そう言われるまで靴のことなど全く考えていなかったが、前の日曜日に教会からの帰り道、子供たちがよそ行きの靴でぬかるみの中を歩き回り、そのままになっていることを思い出した。そこで彼の好意を受け入れることにし、靴を集め、靴みがきの道具と洗うためのバケツを用意すると、彼は床にひざまずいてさっそく靴みがきに取りかかった。

その一心に靴をみがく姿を見て、彼女も元気をすこし取りもどし、自分のするべきことが見えてきた。「まず洗濯をしなくては」と洗濯に取りかかり、それから子どもたちを風呂に入れて寝かしつけ、夕食の後片づけを始めた。
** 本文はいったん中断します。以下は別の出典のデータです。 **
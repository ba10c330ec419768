//! Skipped and doubled lunar days.
//!
//! A lunar day whose true weekday repeats the previous one never begins on
//! any solar day (skipped). A day whose true weekday jumps two ahead spans
//! two solar days (doubled).

use phugpa_math::{MonthRoots, corrected_day, true_weekday};
use tracing::error;

use crate::error::CalendarError;
use crate::types::MonthDescriptor;

fn is_double(prev: i64, cur: i64) -> bool {
    (prev < 5 && cur == prev + 2) || (prev > 4 && cur == prev - 5)
}

fn fill(slots: &mut [u32; 2], day: u32) -> bool {
    match slots.iter_mut().find(|d| **d == 0) {
        Some(slot) => {
            *slot = day;
            true
        }
        None => false,
    }
}

/// Annotate one month given the true weekday of the previous month's last
/// day. Returns this month's day-30 weekday.
pub fn annotate_month(month: &mut MonthDescriptor, prev_weekday: i64) -> Result<i64, CalendarError> {
    let roots = MonthRoots::new(month.index);
    let mut prev = prev_weekday;

    for day in 1..=30u32 {
        let cur = corrected_day(&roots, i64::from(day))?.weekday_number();
        if cur == prev {
            if !fill(&mut month.skips, day) {
                error!(index = month.index, day, "third skipped day");
                return Err(CalendarError::SkipOverflow {
                    index: month.index,
                    day,
                });
            }
        } else if is_double(prev, cur) && !fill(&mut month.doubles, day) {
            error!(index = month.index, day, "third doubled day");
            return Err(CalendarError::DoubleOverflow {
                index: month.index,
                day,
            });
        }
        prev = cur;
    }

    let (skips, doubles) = (month.skip_count(), month.double_count());
    if doubles > skips || skips - doubles > 1 {
        error!(index = month.index, skips, doubles, "unbalanced month");
        return Err(CalendarError::UnbalancedMonth {
            index: month.index,
            skips,
            doubles,
        });
    }
    Ok(prev)
}

/// Annotate every month but the first, which only seeds the weekday chain.
pub fn annotate(months: &mut [MonthDescriptor]) -> Result<(), CalendarError> {
    let Some((first, rest)) = months.split_first_mut() else {
        return Ok(());
    };
    let mut prev = true_weekday(first.index, 30)?;
    for month in rest {
        prev = annotate_month(month, prev)?;
    }
    Ok(())
}
//! Exact-integer ephemeris for the Tibetan Phugpa calendar.
//!
//! This crate provides:
//! - Mixed-radix digit vector primitives (carry, borrow, scaling, long division)
//! - Root positions for a month index: lunar weekday, mean sun, lunar anomaly
//! - Daily motions and the tabulated moon/sun equations
//! - The corrected lunar weekday and corrected sun for a lunar day
//!
//! No floating point is used anywhere; every quantity is a digit vector with
//! fixed per-position radices.

pub mod ephemeris;
pub mod error;
pub mod radix;

pub use ephemeris::{
    ANOMALY_RADICES, CorrectedDay, MonthRoots, SUN_RADICES, SunEquation, TRUE_WEEKDAY_RADICES,
    WEEKDAY_RADICES, corrected_day, mean_sun, mean_weekday, moon_equation, root_anomaly,
    root_sun, root_weekday, sun_daily_motion, sun_equation, true_weekday, weekday_daily_motion,
};
pub use error::MathError;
その間、彼は脇目もふらずに靴をみがいていた。

床にひざまづいて靴をみがいている彼の姿は、聖書の中の一場面を思い出させた。イエス・キリストが十字架にかけられる前、ひざまづいて弟子の一人ひとりの足を洗いながら「私がしていることの意味は、いま分からなくともやがて分かる時が来るだろう。私があなた方の足を洗ったように、あなた方も互いに足を洗ってあげなければならない」という場面である。

その行為にこめられた深い意味と思いやりの心を、彼女はこのとき初めて納得し、急に涙があふれ出てきた。あまりの悲しみのために泣くこともできなかったのだが、そのときやっと涙が出てきたのである。そして涙を流すことで悲しみで凍り付いていた心が溶けはじめた。

悲しみにしても怒りや不平不満にしても、泣いたり怒ったりして感情をうまく表面に出すことができれば、しこりを取り除くことができる。ところが抑えつけてばかりいると、しこりがいつまでも残ってしまう。彼女も涙を流すことで心の自由を取りもどし、出発の準備にとりかかる気力が出てきたのだった。

洗濯物を乾燥機に入れて戻ってきたとき男はすでにいなくなっており、壁ぎわにきれいに磨いた靴が一列に並べられていた。すべて靴底まできれいに洗ってあったので、汚れを心配することなく旅行かばんに入れることができた。その日は夜遅くまで支度のために忙殺され、翌日は早朝に起きて出発したが、仕事はすべて片づいていた。行く先には大きな悲しみが待ち受けていたが、一心に靴をみがく友人の姿を思い出すたびに慰められた。

それ以来、知り合いに悲しいでき事があった時には、「私にできることがあれば何でも仰ってください」という言い方はせず、留守番とか、犬の散歩とか、庭の草木の水やりとか、具体的な提案をして手伝いを買って出るようになった。もちろん押しつけがましくならないよう気をつけながらである。